GULF NOTES, the week ending 11 July 2009

July 12 2009

pavarotti-tower2

Dubai was ranked the most expensive city in the GCC, 20th in the world; Jeddah was the cheapest in the region. The GCC was responsible for 99.8% of the amount of capital raised in the MENA region: $1.2 billion, a number which is down 87% since last year. Standard & Poor’s downgraded three of Dubai’s largest banks Emirates NBD, Mashreq and Dubai Islamic Bank. From S&P’s official statement: “The risks to Dubai’s economy have, in our view, increased.” In response to talk of “green shoots” in the economy, chief economist at NCB Capital: “I suspect the green shoots debate will … wilt away [this summer] in the extreme heat.” Following its business secretary in April, the UK’s trade minister visited Abu Dhabi to urge payment of the estimated $600 million in outstanding fees due to British consultants. The minister: “People are owed money and they have to be paid. But on the other hand, let’s not move from that to saying Dubai is somehow finished. That’s just not the case.”

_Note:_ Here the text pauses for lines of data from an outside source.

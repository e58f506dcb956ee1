//! Output generation for JSON and Markdown digests.
//!
//! # Submodules
//!
//! - [`json`]: Writes a [`crate::models::Digest`] for downstream collaborators
//! - [`markdown`]: Renders the digest as a reading list grouped by source and topic
//!
//! # Output Structure
//!
//! ```text
//! json_output_dir/
//! ├── 2025-05-06/
//! │   ├── morning.json
//! │   ├── afternoon.json
//! │   └── evening.json
//!
//! markdown_output_dir/
//! └── 2025-05-06_morning.md
//! ```

pub mod json;
pub mod markdown;
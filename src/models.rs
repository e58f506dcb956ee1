//! Data models for newsletter messages and the articles extracted from them.
//!
//! This module defines the core data structures used throughout the engine:
//! - [`RawMessage`]: One newsletter email as handed over by mail intake
//! - [`LinkCandidate`]: A hyperlink seen while walking a message body
//! - [`ArticleCandidate`]: A tentative article produced by an extraction pass
//! - [`Article`]: A surviving candidate stamped with its newsletter source
//! - [`Digest`]: Collection of articles for a single run of the binary
//!
//! Enum tags serialize in lowercase / kebab-case so downstream consumers can
//! use them directly as index facets.

use chrono::{DateTime, Utc};
use serde::{Deserialize, Serialize};
use std::fmt;

/// A raw newsletter message as delivered by the mail-intake collaborator.
///
/// Immutable for the duration of one pipeline run. Either body may be empty.
#[derive(Debug, Clone, Deserialize, Serialize)]
pub struct RawMessage {
    /// The message subject line.
    pub subject: String,
    /// The `From` header, e.g. `"TLDR AI <dan@tldrnewsletter.com>"`.
    pub sender: String,
    /// When the message was received.
    #[serde(alias = "receivedAt")]
    pub received_at: DateTime<Utc>,
    /// The `text/html` part, or empty.
    #[serde(default)]
    pub html: String,
    /// The `text/plain` part, or empty.
    #[serde(default)]
    pub text: String,
}

/// Which extraction pass produced a candidate.
#[derive(Debug, Clone, Copy, PartialEq, Eq, Hash, Deserialize, Serialize)]
#[serde(rename_all = "lowercase")]
pub enum Provenance {
    Html,
    Text,
}

/// A hyperlink observed while walking a document, before any filtering.
#[derive(Debug, Clone, PartialEq, Eq)]
pub struct LinkCandidate {
    /// The raw link target exactly as written in the message.
    pub href: String,
    /// Visible text of the link (or the line that names it, for plaintext).
    pub anchor_text: String,
    /// Text of the enclosing block, used for sponsor detection and summaries.
    pub surrounding_text: String,
    pub provenance: Provenance,
}

/// Topic tag assigned by keyword match against title and summary.
#[derive(Debug, Clone, Copy, PartialEq, Eq, Hash, Deserialize, Serialize)]
#[serde(rename_all = "kebab-case")]
pub enum TopicCategory {
    Ai,
    BigTech,
    Startups,
    Programming,
    Science,
    Security,
}

/// Which newsletter edition a message belongs to.
///
/// Derived once per message from sender and subject; `Tech` is the default.
#[derive(Debug, Clone, Copy, Default, PartialEq, Eq, Hash, Deserialize, Serialize)]
#[serde(rename_all = "lowercase")]
pub enum NewsletterSource {
    #[default]
    Tech,
    Ai,
    Crypto,
    Webdev,
    Founders,
    Marketing,
    Design,
    Devops,
    Security,
}

impl fmt::Display for NewsletterSource {
    fn fmt(&self, f: &mut fmt::Formatter<'_>) -> fmt::Result {
        let name = match self {
            NewsletterSource::Tech => "tech",
            NewsletterSource::Ai => "ai",
            NewsletterSource::Crypto => "crypto",
            NewsletterSource::Webdev => "webdev",
            NewsletterSource::Founders => "founders",
            NewsletterSource::Marketing => "marketing",
            NewsletterSource::Design => "design",
            NewsletterSource::Devops => "devops",
            NewsletterSource::Security => "security",
        };
        f.write_str(name)
    }
}

/// A tentative article produced by one extraction pass.
///
/// # Invariants
///
/// - `url` is an absolute, resolved, non-tracking, non-blocklisted http(s) URL
/// - `title` has no control characters and is not an administrative phrase
/// - `summary` is bounded by the configured cap and ends with `…` if truncated
#[derive(Debug, Clone, PartialEq, Eq, Deserialize, Serialize)]
pub struct ArticleCandidate {
    pub title: String,
    pub summary: String,
    pub url: String,
    #[serde(default, skip_serializing_if = "Option::is_none")]
    pub category: Option<TopicCategory>,
    #[serde(default, skip_serializing_if = "Option::is_none")]
    pub read_time_minutes: Option<u32>,
    pub provenance: Provenance,
}

impl ArticleCandidate {
    /// Stamp the candidate with the message-level metadata.
    pub fn into_article(self, source: NewsletterSource, received_at: DateTime<Utc>) -> Article {
        Article {
            title: self.title,
            summary: self.summary,
            url: self.url,
            category: self.category,
            read_time_minutes: self.read_time_minutes,
            provenance: self.provenance,
            source,
            received_at,
        }
    }
}

/// The final output record handed to embedding, persistence and indexing.
///
/// Downstream stores treat `url` as the natural deduplication key.
#[derive(Debug, Clone, PartialEq, Eq, Deserialize, Serialize)]
pub struct Article {
    pub title: String,
    pub summary: String,
    pub url: String,
    #[serde(default, skip_serializing_if = "Option::is_none")]
    pub category: Option<TopicCategory>,
    #[serde(default, skip_serializing_if = "Option::is_none")]
    pub read_time_minutes: Option<u32>,
    pub provenance: Provenance,
    pub source: NewsletterSource,
    pub received_at: DateTime<Utc>,
}

/// All articles gathered by one run of the binary.
///
/// # Edition Naming
///
/// The `time_of_day` field categorizes runs as:
/// - `"morning"`: 00:00 - 08:00
/// - `"afternoon"`: 08:00 - 16:00
/// - `"evening"`: 16:00 - 24:00
#[derive(Debug, Deserialize, Serialize)]
pub struct Digest {
    /// The date of the run in `YYYY-MM-DD` format.
    pub local_date: String,
    /// The time of day category: "morning", "afternoon", or "evening".
    pub time_of_day: String,
    /// How many message files were read.
    pub messages_seen: usize,
    /// The deduplicated articles, in message then document order.
    pub articles: Vec<Article>,
}
//! Turning the text that trails a title into a short, sentence-complete summary.
//!
//! The raw text beside a newsletter link is noisy: promotional asides,
//! tracking tokens, half sentences split by markup. [`Summarizer::normalize`]
//! cleans it up and keeps the first few "complete" sentences.
//!
//! A sentence counts as complete when it starts with an uppercase letter, ends
//! in terminal punctuation, is long enough, and contains something that looks
//! like a verb. Fragments that fail the test are glued onto the nearest
//! preceding complete sentence rather than dropped.

use crate::config::SummaryRules;
use crate::error::{Error, Result};
use crate::utils::{ELLIPSIS, collapse_whitespace, truncate_at_word_boundary};
use regex::Regex;
use std::collections::HashSet;

/// Compiled form of [`SummaryRules`].
#[derive(Debug, Clone)]
pub struct Summarizer {
    promo_patterns: Vec<Regex>,
    verb_indicators: HashSet<String>,
    max_chars: usize,
    max_sentences: usize,
    min_sentence_chars: usize,
    fallback_chars: usize,
}

fn is_terminal(c: char) -> bool {
    matches!(c, '.' | '!' | '?' | ELLIPSIS)
}

fn is_closer(c: char) -> bool {
    matches!(c, '"' | '\'' | ')' | ']' | '”' | '’')
}

/// Split on terminal punctuation (plus any closing quotes or brackets)
/// that is followed by whitespace or the end of the text.
pub fn split_sentences(text: &str) -> Vec<&str> {
    let mut sentences = Vec::new();
    let mut start = 0;
    let mut chars = text.char_indices().peekable();

    while let Some((i, c)) = chars.next() {
        if !is_terminal(c) {
            continue;
        }
        let mut end = i + c.len_utf8();
        while let Some(&(j, next)) = chars.peek() {
            if is_terminal(next) || is_closer(next) {
                end = j + next.len_utf8();
                chars.next();
            } else {
                break;
            }
        }
        let at_boundary = chars.peek().is_none_or(|&(_, next)| next.is_whitespace());
        if at_boundary {
            let sentence = text[start..end].trim();
            if !sentence.is_empty() {
                sentences.push(sentence);
            }
            start = end;
        }
    }
    let tail = text[start..].trim();
    if !tail.is_empty() {
        sentences.push(tail);
    }
    sentences
}

impl Summarizer {
    /// Compile the configured promotional patterns.
    ///
    /// Patterns are matched case-insensitively.
    pub fn new(rules: &SummaryRules) -> Result<Self> {
        let promo_patterns = rules
            .promo_patterns
            .iter()
            .map(|pattern| {
                Regex::new(&format!("(?i){}", pattern)).map_err(|source| Error::InvalidPattern {
                    pattern: pattern.clone(),
                    source,
                })
            })
            .collect::<Result<Vec<_>>>()?;

        Ok(Self {
            promo_patterns,
            verb_indicators: rules
                .verb_indicators
                .iter()
                .map(|v| v.to_lowercase())
                .collect(),
            max_chars: rules.max_chars,
            max_sentences: rules.max_sentences,
            min_sentence_chars: rules.min_sentence_chars,
            fallback_chars: rules.fallback_chars,
        })
    }

    /// Collapse whitespace, delete promotional phrases and trim stray
    /// punctuation left at either end.
    pub fn clean(&self, raw: &str) -> String {
        let mut text = collapse_whitespace(raw);
        for pattern in &self.promo_patterns {
            text = pattern.replace_all(&text, " ").into_owned();
        }
        let text = collapse_whitespace(&text);
        let leading = |c: char| {
            c.is_whitespace() || matches!(c, '.' | ',' | ';' | ':' | '!' | '?' | '-' | '|' | ')' | ']')
        };
        let trailing = |c: char| c.is_whitespace() || matches!(c, ',' | ';' | ':' | '-' | '|');
        text.trim_start_matches(leading)
            .trim_end_matches(trailing)
            .to_string()
    }

    fn has_verb(&self, sentence: &str) -> bool {
        sentence
            .split(|c: char| !c.is_alphanumeric() && c != '\'')
            .map(|w| w.to_lowercase())
            .any(|w| {
                self.verb_indicators.contains(&w)
                    || (w.chars().count() > 4 && (w.ends_with("ing") || w.ends_with("ed")))
            })
    }

    /// The completeness test described in the module docs.
    pub fn is_complete(&self, sentence: &str) -> bool {
        let starts_upper = sentence.chars().next().is_some_and(char::is_uppercase);
        let ends_terminal = sentence
            .trim_end_matches(is_closer)
            .chars()
            .last()
            .is_some_and(is_terminal);
        starts_upper
            && ends_terminal
            && sentence.chars().count() >= self.min_sentence_chars
            && self.has_verb(sentence)
    }

    /// Group sentences so that each group starts at a complete sentence and
    /// carries the fragments that follow it. Fragments before the first
    /// complete sentence are carried into that first group.
    fn group_sentences(&self, sentences: &[&str]) -> Vec<String> {
        let mut groups: Vec<String> = Vec::new();
        let mut leading: Vec<&str> = Vec::new();

        for sentence in sentences {
            if self.is_complete(sentence) {
                let mut group = leading.drain(..).collect::<Vec<_>>().join(" ");
                if !group.is_empty() {
                    group.push(' ');
                }
                group.push_str(sentence);
                groups.push(group);
            } else if let Some(last) = groups.last_mut() {
                last.push(' ');
                last.push_str(sentence);
            } else {
                leading.push(sentence);
            }
        }
        groups
    }

    /// Normalize raw trailing text into a bounded summary.
    ///
    /// The result never exceeds the configured `max_chars` characters and ends
    /// with `…` whenever it was shortened.
    pub fn normalize(&self, raw: &str) -> String {
        let text = self.clean(raw);
        if text.is_empty() {
            return String::new();
        }

        let sentences = split_sentences(&text);
        let groups = self.group_sentences(&sentences);
        let summary = if groups.is_empty() {
            truncate_at_word_boundary(&text, self.fallback_chars)
        } else {
            groups
                .into_iter()
                .take(self.max_sentences)
                .collect::<Vec<_>>()
                .join(" ")
        };
        truncate_at_word_boundary(&summary, self.max_chars)
    }
}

An analyst’s report on the proposed merger of two of Dubai’s largest development companies, Dubai Properties and Emaar, called the plan “distressing.” Another of Dubai’s largest development companies, “master developer” Nakheel, laid off 400 more staff members. Investors and home-buyers in Ajman’s Emirates City issued a complaint to the local police about their payments still being taken despite the fact the site is “still just desert.”

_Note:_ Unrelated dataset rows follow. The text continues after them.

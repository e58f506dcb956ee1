//! Markdown reading list.
//!
//! Renders a [`Digest`] as one Markdown page, grouped first by newsletter
//! source and then by topic:
//!
//! ```text
//! # Morning Digest, 2025-05-06
//!
//! ## Ai
//!
//! ### Programming
//!
//! - [Rust compiler gets faster](https://example.com/rust) *(5 min read)*
//!   The compiler team has shipped a new backend.
//! ```
//!
//! Sources and topics are listed alphabetically; articles keep digest order.

use crate::error::Result;
use crate::models::{Article, Digest, TopicCategory};
use crate::utils::upcase;
use std::collections::BTreeMap;
use std::path::{Path, PathBuf};
use tokio::fs;
use tracing::{info, instrument};

fn topic_label(category: Option<TopicCategory>) -> &'static str {
    match category {
        Some(TopicCategory::Ai) => "AI",
        Some(TopicCategory::BigTech) => "Big Tech",
        Some(TopicCategory::Startups) => "Startups",
        Some(TopicCategory::Programming) => "Programming",
        Some(TopicCategory::Science) => "Science",
        Some(TopicCategory::Security) => "Security",
        None => "Other",
    }
}

/// Square brackets in a title would end the link text early.
fn escape_link_text(title: &str) -> String {
    title.replace('[', "\\[").replace(']', "\\]")
}

fn render_article(md: &mut String, article: &Article) {
    md.push_str(&format!("- [{}]({})", escape_link_text(&article.title), article.url));
    if let Some(minutes) = article.read_time_minutes {
        md.push_str(&format!(" *({} min read)*", minutes));
    }
    md.push('\n');
    if !article.summary.is_empty() {
        md.push_str(&format!("  {}\n", article.summary));
    }
}

/// Render `digest` as a Markdown reading list.
pub fn digest_to_markdown(digest: &Digest) -> String {
    let mut md = format!(
        "# {} Digest, {}\n\n_{} articles from {} messages_\n",
        upcase(&digest.time_of_day),
        digest.local_date,
        digest.articles.len(),
        digest.messages_seen
    );

    let mut by_source: BTreeMap<String, BTreeMap<&'static str, Vec<&Article>>> = BTreeMap::new();
    for article in &digest.articles {
        by_source
            .entry(article.source.to_string())
            .or_default()
            .entry(topic_label(article.category))
            .or_default()
            .push(article);
    }

    for (source, topics) in &by_source {
        md.push_str(&format!("\n## {}\n", upcase(source)));
        for (topic, articles) in topics {
            md.push_str(&format!("\n### {}\n\n", topic));
            for article in articles {
                render_article(&mut md, article);
            }
        }
    }
    md
}

/// Write the reading list to `{markdown_output_dir}/{date}_{time_of_day}.md`.
#[instrument(level = "info", skip_all, fields(%markdown_output_dir, date = %digest.local_date))]
pub async fn write_markdown(digest: &Digest, markdown_output_dir: &str) -> Result<PathBuf> {
    fs::create_dir_all(markdown_output_dir).await?;
    let path = Path::new(markdown_output_dir)
        .join(format!("{}_{}.md", digest.local_date, digest.time_of_day));
    fs::write(&path, digest_to_markdown(digest)).await?;
    info!(path = %path.display(), "Wrote Markdown reading list");
    Ok(path)
}

#[cfg(test)]
mod tests {
    use super::*;
    use crate::models::{NewsletterSource, Provenance};
    use chrono::{TimeZone, Utc};

    fn article(title: &str, source: NewsletterSource, category: Option<TopicCategory>) -> Article {
        Article {
            title: title.to_string(),
            summary: format!("Summary of {}.", title),
            url: format!("https://example.com/{}", title.len()),
            category,
            read_time_minutes: Some(3),
            provenance: Provenance::Html,
            source,
            received_at: Utc.with_ymd_and_hms(2025, 5, 6, 6, 30, 0).unwrap(),
        }
    }

    fn digest(articles: Vec<Article>) -> Digest {
        Digest {
            local_date: "2025-05-06".to_string(),
            time_of_day: "morning".to_string(),
            messages_seen: 2,
            articles,
        }
    }

    #[test]
    fn test_grouping_by_source_then_topic() {
        let md = digest_to_markdown(&digest(vec![
            article("Rust compiler gets faster", NewsletterSource::Tech, Some(TopicCategory::Programming)),
            article("OpenAI ships a model", NewsletterSource::Ai, Some(TopicCategory::Ai)),
            article("Misc story", NewsletterSource::Tech, None),
        ]));

        assert!(md.starts_with("# Morning Digest, 2025-05-06\n"));
        assert!(md.contains("_3 articles from 2 messages_"));

        let ai = md.find("## Ai").unwrap();
        let tech = md.find("## Tech").unwrap();
        assert!(ai < tech);

        let other = md.find("### Other").unwrap();
        let programming = md.find("### Programming").unwrap();
        assert!(tech < other && other < programming);
        assert!(md.contains("- [Rust compiler gets faster](https://example.com/25) *(3 min read)*\n"));
        assert!(md.contains("  Summary of Misc story.\n"));
    }

    #[test]
    fn test_brackets_in_titles_are_escaped() {
        let md = digest_to_markdown(&digest(vec![article(
            "Show HN: [beta] tool",
            NewsletterSource::Tech,
            None,
        )]));
        assert!(md.contains(r"[Show HN: \[beta\] tool]"));
    }

    #[test]
    fn test_empty_digest() {
        let md = digest_to_markdown(&digest(Vec::new()));
        assert!(md.contains("_0 articles from 2 messages_"));
        assert!(!md.contains("##"));
    }

    #[tokio::test]
    async fn test_write_markdown() {
        let dir = tempfile::tempdir().unwrap();
        let out_dir = dir.path().to_str().unwrap();
        let path = write_markdown(&digest(Vec::new()), out_dir).await.unwrap();
        assert!(path.ends_with("2025-05-06_morning.md"));
        assert!(tokio::fs::read_to_string(&path).await.unwrap().starts_with("# Morning Digest"));
    }
}
//! Heuristic labelling of link text and the blocks around it.
//!
//! [`classify`] decides whether a (title, destination, surrounding text)
//! triple is an article worth keeping. It never fails; every input gets one of
//! the [`Classification`] labels.
//!
//! # Precedence
//!
//! 1. Administrative anchor text or destination wins over everything.
//! 2. Sponsor markers in the surrounding text reject the block **unless** the
//!    same text also carries a read-time marker such as `(3 minute read)`.
//!    Paid placements that publish a read time are therefore accepted; this is
//!    the established behaviour and is kept as-is.
//! 3. Bare navigation text and titles outside the pass's bounds are
//!    navigational.
//!
//! The module also hosts the other keyword lookups that share the same
//! tables: read-time parsing, topic tagging and newsletter source detection.

use crate::config::{ClassifierRules, DomainAction, ExtractionConfig, SourceRule, TopicRule};
use crate::models::{NewsletterSource, Provenance, TopicCategory};
use crate::resolver::find_domain_rule;
use crate::utils::{haystack_contains, haystack_contains_prefix, keyword_haystack};
use once_cell::sync::Lazy;
use regex::Regex;

/// `(4 minute read)`, `[4 min read]`, `(4-minute read)`, `(4 Minutes Read)`.
static READ_TIME_RE: Lazy<Regex> = Lazy::new(|| {
    Regex::new(r"(?i)[\(\[]\s*(\d{1,3})[\s-]*min(?:ute)?s?\.?\s+read\s*[\)\]]")
        .expect("READ_TIME_RE should compile")
});

/// Outcome of [`classify`].
#[derive(Debug, Clone, Copy, PartialEq, Eq)]
pub enum Classification {
    Accept,
    RejectAdmin,
    RejectNavigational,
    RejectSponsored,
}

impl Classification {
    pub fn is_accept(self) -> bool {
        self == Classification::Accept
    }
}

/// Minutes from the first read-time marker in `text`.
pub fn read_time_minutes(text: &str) -> Option<u32> {
    READ_TIME_RE
        .captures(text)
        .and_then(|caps| caps.get(1))
        .and_then(|m| m.as_str().parse().ok())
}

pub fn has_read_time(text: &str) -> bool {
    READ_TIME_RE.is_match(text)
}

/// Delete every read-time marker from `text`.
pub fn strip_read_time(text: &str) -> String {
    READ_TIME_RE.replace_all(text, " ").into_owned()
}

/// Byte range of the first read-time marker, for callers that split around it.
pub fn find_read_time(text: &str) -> Option<(usize, usize)> {
    READ_TIME_RE.find(text).map(|m| (m.start(), m.end()))
}

fn contains_any(haystack: &str, needles: &[String]) -> bool {
    needles.iter().any(|n| haystack_contains(haystack, n))
}

/// Anchor text or destination that points at list administration.
pub fn is_admin(title: &str, href: &str, config: &ExtractionConfig) -> bool {
    let rules = &config.classifier;
    if contains_any(&keyword_haystack(title), &rules.admin_keywords) {
        return true;
    }
    let lowered = href.to_lowercase();
    if rules
        .admin_keywords
        .iter()
        .any(|kw| lowered.contains(kw.trim().replace(' ', "-").as_str()))
    {
        return true;
    }
    find_domain_rule(href, &config.resolver.domain_rules, DomainAction::Admin).is_some()
}

/// Sponsor language without the read-time counter-signal.
///
/// Markers match inflected forms too: `sponsor` flags "sponsors" and
/// "sponsorship".
pub fn is_sponsored(surrounding: &str, rules: &ClassifierRules) -> bool {
    let haystack = keyword_haystack(surrounding);
    rules
        .sponsor_markers
        .iter()
        .any(|marker| haystack_contains_prefix(&haystack, marker))
        && !has_read_time(surrounding)
}

/// Text that only navigates ("read more", "here").
pub fn is_navigational_text(title: &str, rules: &ClassifierRules) -> bool {
    let normalized = keyword_haystack(title);
    let normalized = normalized.trim();
    normalized.is_empty()
        || rules
            .navigational_phrases
            .iter()
            .any(|p| keyword_haystack(p).trim() == normalized)
}

/// Label a candidate title, destination and its surrounding block text.
pub fn classify(
    title: &str,
    href: &str,
    surrounding: &str,
    provenance: Provenance,
    config: &ExtractionConfig,
) -> Classification {
    let rules = &config.classifier;
    if is_admin(title, href, config) {
        return Classification::RejectAdmin;
    }
    if is_sponsored(surrounding, rules) {
        return Classification::RejectSponsored;
    }
    let bounds = match provenance {
        Provenance::Html => rules.html_title,
        Provenance::Text => rules.text_title,
    };
    if is_navigational_text(title, rules) || !bounds.contains(title.trim().chars().count()) {
        return Classification::RejectNavigational;
    }
    Classification::Accept
}

/// First topic whose keywords occur (as whole words) in `text`.
pub fn detect_topic(text: &str, topics: &[TopicRule]) -> Option<TopicCategory> {
    let haystack = keyword_haystack(text);
    topics
        .iter()
        .find(|rule| contains_any(&haystack, &rule.keywords))
        .map(|rule| rule.category)
}

/// Newsletter edition named by the sender and subject, `tech` by default.
pub fn classify_source(sender: &str, subject: &str, sources: &[SourceRule]) -> NewsletterSource {
    let haystack = keyword_haystack(&format!("{} {}", sender, subject));
    sources
        .iter()
        .find(|rule| contains_any(&haystack, &rule.keywords))
        .map(|rule| rule.source)
        .unwrap_or_default()
}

Steel imports to the Gulf are expected to fall another 20% this year, after having already dropped 75% since last year. German-owned developer Alternative Capital put its Ferreti and Pershing yacht-themed towers on hold, urging investors to take condominiums in their other towers named after Austrian/German sports heros, Boris Becker, Michael Schumacher and Niki Lauda. An Italian property firm launched The Pavarotti Tower on Palm Jebel Ali, with construction expected to start in September; each floor will be dedicated to an opera performed by the deceased tenor. Hotel revenues in Dubai fell 40% this May and June compared with the same months last year, yet Dubai Tourism claimed that the five-year-going hotel occupancy rate of 81% remained unchanged. Dubai World considered mooring its purchased QE2 cruise ship in Cape Town rather than in Dubai. A cluster of tiny islands in Abu Dhabi were ahead in an online election of the seven new wonders of the world.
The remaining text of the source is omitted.